Tuberculosis is a disease, and widely accepted as detrimental to human health.
I agree, less tuberculosis = a good thing.

This being a medically related post, more information, and less assumptions is
better for everyone. Thank you for adding context.

------
moralsupply
This has obviously been planned by the cold-blooded Reptilians

------
CamelCaseName
I found this passage interesting (about the impact of climate controlled
environments on resting metabolic rate)

> Changes in ambient temperature may also explain some of the observed change
> in body temperature over time.

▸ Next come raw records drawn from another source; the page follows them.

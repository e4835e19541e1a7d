//! Window
//!
//! One managed (or remnant) surface: geometry bookkeeping, type predicates,
//! transient/group links and the optional control block. Windows live in the
//! compositor's arena keyed by `WindowId`; ids are never reused.

use std::fmt;

use serde::{Deserialize, Serialize};

use crate::shared::{Geometry, Margins, Point, Size};
use crate::wm::client_flags::{
    Actions, Layer, MaximizeMode, NetState, ProtocolKind, ShadeMode, WindowType,
};
use crate::wm::control::Control;
use crate::wm::group::GroupId;
use crate::wm::hints::SizeHints;
use crate::wm::remnant::Remnant;
use crate::wm::transients::Transient;

/// Stable arena handle
#[derive(Debug, Clone, Copy, PartialEq, Eq, PartialOrd, Ord, Hash, Serialize, Deserialize)]
pub struct WindowId(pub u64);

impl fmt::Display for WindowId {
    fn fmt(&self, f: &mut fmt::Formatter<'_>) -> fmt::Result {
        write!(f, "#{}", self.0)
    }
}

/// Pending state of a blocked geometry update. Ordered so merging keeps the
/// strongest request.
#[derive(Debug, Clone, Copy, Default, PartialEq, Eq, PartialOrd, Ord)]
pub enum PendingGeometry {
    #[default]
    None,
    Normal,
    Forced,
}

/// Geometry-update blocking state
#[derive(Debug, Clone, Default)]
pub struct GeometryUpdate {
    /// Nesting count of `block_geometry_updates(true)`
    pub block: u32,
    pub pending: PendingGeometry,
    /// Last requested frame geometry, unshaded. Equals the committed frame
    /// unless updates are blocked or the window is shaded.
    pub frame: Geometry,
    /// Committed frame when the block started
    pub original_frame: Geometry,
    pub max_mode: MaximizeMode,
}

/// Remembered geometries to return to
#[derive(Debug, Clone, Copy, Default, PartialEq, Eq, Serialize, Deserialize)]
pub struct RestoreGeometries {
    /// Pre-maximize (and pre-quick-tile) frame
    pub maximize: Geometry,
    /// Pre-fullscreen frame
    pub fullscreen: Geometry,
}

/// Server-side decoration attached to a window
#[derive(Debug, Clone, Copy, PartialEq, Eq)]
pub struct Decoration {
    pub borders: Margins,
}

/// Parsed NET state of an X11 window, mirrored to the wire by the backend
#[derive(Debug, Clone, Copy, Default, PartialEq, Eq)]
pub struct NetInfo {
    pub state: NetState,
    pub desktop: u32,
}

/// Managed window
#[derive(Debug)]
pub struct Window {
    pub id: WindowId,
    pub protocol: ProtocolKind,
    /// X11 client window id, if any
    pub xid: Option<u32>,
    pub window_type: WindowType,
    pub caption: String,
    pub app_id: String,

    /// Committed outer rectangle including decoration
    pub frame_geometry: Geometry,
    pub geometry_update: GeometryUpdate,
    pub restore_geometries: RestoreGeometries,

    pub decoration: Option<Decoration>,
    /// Decoration suppressed by the user, rules or borderless maximize
    pub no_border: bool,
    pub size_hints: SizeHints,

    /// Virtual desktops; empty means all desktops
    pub desktops: Vec<u32>,
    pub screen: usize,
    /// Cached layer, `Unknown` until computed
    pub layer: Layer,
    pub opacity: f64,
    pub actions: Actions,
    pub shade: ShadeMode,

    pub transient: Transient,
    pub group: Option<GroupId>,
    pub net: Option<NetInfo>,
    /// Space reserved along screen edges (docks)
    pub strut: Option<Margins>,
    /// Position requested by the client
    pub position_hint: Option<Point>,
    /// Placement relative to the lead requested by a transient (popups)
    pub placement_hint: Option<Point>,
    /// Stacking index recorded by the session this window was restored from
    pub session_stacking: Option<u32>,

    pub control: Option<Control>,
    pub remnant: Option<Remnant>,
}

impl Window {
    pub fn new(id: WindowId, protocol: ProtocolKind, window_type: WindowType) -> Self {
        Self {
            id,
            protocol,
            xid: None,
            window_type,
            caption: String::new(),
            app_id: String::new(),
            frame_geometry: Geometry::default(),
            geometry_update: GeometryUpdate::default(),
            restore_geometries: RestoreGeometries::default(),
            decoration: None,
            no_border: false,
            size_hints: SizeHints::default(),
            desktops: Vec::new(),
            screen: 0,
            layer: Layer::Unknown,
            opacity: 1.0,
            actions: Actions::default(),
            shade: ShadeMode::None,
            transient: Transient::default(),
            group: None,
            net: if protocol == ProtocolKind::X11 {
                Some(NetInfo::default())
            } else {
                None
            },
            strut: None,
            position_hint: None,
            placement_hint: None,
            session_stacking: None,
            control: None,
            remnant: None,
        }
    }

    pub fn is_remnant(&self) -> bool {
        self.remnant.is_some()
    }

    pub fn is_desktop(&self) -> bool {
        self.window_type == WindowType::Desktop
    }

    pub fn is_dock(&self) -> bool {
        self.window_type == WindowType::Dock
    }

    pub fn is_dialog(&self) -> bool {
        self.window_type == WindowType::Dialog
    }

    pub fn is_splash(&self) -> bool {
        self.window_type == WindowType::Splash
    }

    pub fn is_toolbar(&self) -> bool {
        self.window_type == WindowType::Toolbar
    }

    pub fn is_utility(&self) -> bool {
        self.window_type == WindowType::Utility
    }

    pub fn is_notification(&self) -> bool {
        self.window_type == WindowType::Notification
    }

    pub fn is_critical_notification(&self) -> bool {
        self.window_type == WindowType::CriticalNotification
    }

    pub fn is_on_screen_display(&self) -> bool {
        self.window_type == WindowType::OnScreenDisplay
    }

    pub fn is_popup(&self) -> bool {
        matches!(
            self.window_type,
            WindowType::DropdownMenu
                | WindowType::PopupMenu
                | WindowType::Tooltip
                | WindowType::ComboBox
                | WindowType::Dnd
        )
    }

    /// Desktop, dock, splash, toolbar and shell overlays
    pub fn is_special(&self) -> bool {
        self.is_desktop()
            || self.is_dock()
            || self.is_splash()
            || self.is_toolbar()
            || self.is_notification()
            || self.is_critical_notification()
            || self.is_on_screen_display()
    }

    /// Window type that gets a server-side decoration
    pub fn wants_decoration(&self) -> bool {
        matches!(
            self.window_type,
            WindowType::Normal | WindowType::Dialog | WindowType::Utility | WindowType::Menu
        )
    }

    pub fn is_transient(&self) -> bool {
        !self.transient.leads.is_empty() || self.transient.group_transient
    }

    pub fn is_modal(&self) -> bool {
        self.transient.modal
    }

    pub fn is_active(&self) -> bool {
        self.control.as_ref().is_some_and(|c| c.active)
    }

    pub fn is_minimized(&self) -> bool {
        self.control.as_ref().is_some_and(|c| c.minimized)
    }

    pub fn is_fullscreen(&self) -> bool {
        match (&self.control, &self.remnant) {
            (Some(c), _) => c.fullscreen,
            (None, Some(r)) => r.fullscreen,
            _ => false,
        }
    }

    pub fn keep_above(&self) -> bool {
        match (&self.control, &self.remnant) {
            (Some(c), _) => c.keep_above,
            (None, Some(r)) => r.keep_above,
            _ => false,
        }
    }

    pub fn keep_below(&self) -> bool {
        match (&self.control, &self.remnant) {
            (Some(c), _) => c.keep_below,
            (None, Some(r)) => r.keep_below,
            _ => false,
        }
    }

    pub fn max_mode(&self) -> MaximizeMode {
        self.geometry_update.max_mode
    }

    pub fn is_shaded(&self) -> bool {
        self.shade.is_shaded()
    }

    pub fn is_movable(&self) -> bool {
        self.control.is_some() && self.actions.contains(Actions::MOVE) && !self.is_fullscreen()
    }

    pub fn is_resizable(&self) -> bool {
        self.control.is_some()
            && self.actions.contains(Actions::RESIZE)
            && !self.is_fullscreen()
            && !self.size_hints.is_fixed_size()
            && !self.is_special()
    }

    pub fn is_minimizable(&self) -> bool {
        self.control.is_some()
            && self.actions.contains(Actions::MINIMIZE)
            && !self.is_special()
            && !(self.is_transient() && self.is_modal())
    }

    pub fn is_maximizable(&self) -> bool {
        self.is_resizable() && self.actions.contains(Actions::MAXIMIZE)
    }

    pub fn is_closeable(&self) -> bool {
        self.control.is_some()
            && self.actions.contains(Actions::CLOSE)
            && !self.is_desktop()
            && !self.is_dock()
    }

    pub fn is_shadeable(&self) -> bool {
        self.decoration.is_some() && self.actions.contains(Actions::SHADE) && !self.is_special()
    }

    pub fn wants_input(&self) -> bool {
        self.actions.contains(Actions::ACCEPT_FOCUS)
    }

    /// Decoration borders, zero when fullscreen or undecorated
    pub fn frame_margins(&self) -> Margins {
        if let Some(remnant) = &self.remnant {
            return remnant.frame_margins;
        }
        if self.is_fullscreen() {
            return Margins::default();
        }
        self.decoration.map(|d| d.borders).unwrap_or_default()
    }

    /// Client rectangle for a frame rectangle
    pub fn frame_to_client(&self, frame: Geometry) -> Geometry {
        frame.shrunk_by(self.frame_margins())
    }

    /// Frame rectangle for a client rectangle
    pub fn client_to_frame(&self, client: Geometry) -> Geometry {
        client.grown_by(self.frame_margins())
    }

    pub fn frame_to_client_size(&self, size: Size) -> Size {
        let m = self.frame_margins();
        Size::new(size.width - m.horizontal(), size.height - m.vertical())
    }

    pub fn client_to_frame_size(&self, size: Size) -> Size {
        let m = self.frame_margins();
        Size::new(size.width + m.horizontal(), size.height + m.vertical())
    }

    pub fn frame_to_client_pos(&self, pos: Point) -> Point {
        let m = self.frame_margins();
        Point::new(pos.x + m.left, pos.y + m.top)
    }

    pub fn client_to_frame_pos(&self, pos: Point) -> Point {
        let m = self.frame_margins();
        Point::new(pos.x - m.left, pos.y - m.top)
    }

    /// Client area of the committed frame. Collapses to zero height when
    /// shaded.
    pub fn client_geometry(&self) -> Geometry {
        let mut client = self.frame_to_client(self.frame_geometry);
        if self.is_shaded() {
            client.height = 0;
        }
        client
    }

    /// Buffer rectangle; server-side decorations live outside the buffer
    pub fn buffer_geometry(&self) -> Geometry {
        self.client_geometry()
    }

    /// Frame geometry as it will be once pending updates are flushed
    pub fn pending_frame(&self) -> Geometry {
        self.geometry_update.frame
    }

    /// On-all-desktops for the purpose of presence
    pub fn on_all_desktops(&self) -> bool {
        self.desktops.is_empty()
    }

    pub fn on_desktop(&self, desktop: u32) -> bool {
        self.on_all_desktops() || self.desktops.contains(&desktop)
    }

    /// Legacy single-desktop view: the last desktop, 0 for all desktops
    pub fn desktop(&self) -> u32 {
        self.desktops.last().copied().unwrap_or(0)
    }
}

Maintaining constant body temperature despite
> fluctuations in ambient temperature consumes up to 50–70% of daily energy
> intake (Levine, 2007).

> Resting metabolic rate (RMR), for which body temperature is a crude proxy,
> increases when the ambient temperature decreases below or rises above the
> thermoneutral zone, that is the temperature of the environment at which
> humans can maintain normal temperature with minimum energy expenditure
> (Erikson et al., 1956).

> ... Thus, the amount of time the population has spent at thermoneutral zones
> has markedly increased, potentially causing a decrease in RMR, and, by
> analogy, body temperature.

Source:
[https://elifesciences.org/articles/49555](https://elifesciences.org/articles/49555)

------
hopia
The latest temperature data was measured from patients visiting hospital.
Older people are naturally more prone to health problems and would therefore
be visiting hospital more than younger people, on average.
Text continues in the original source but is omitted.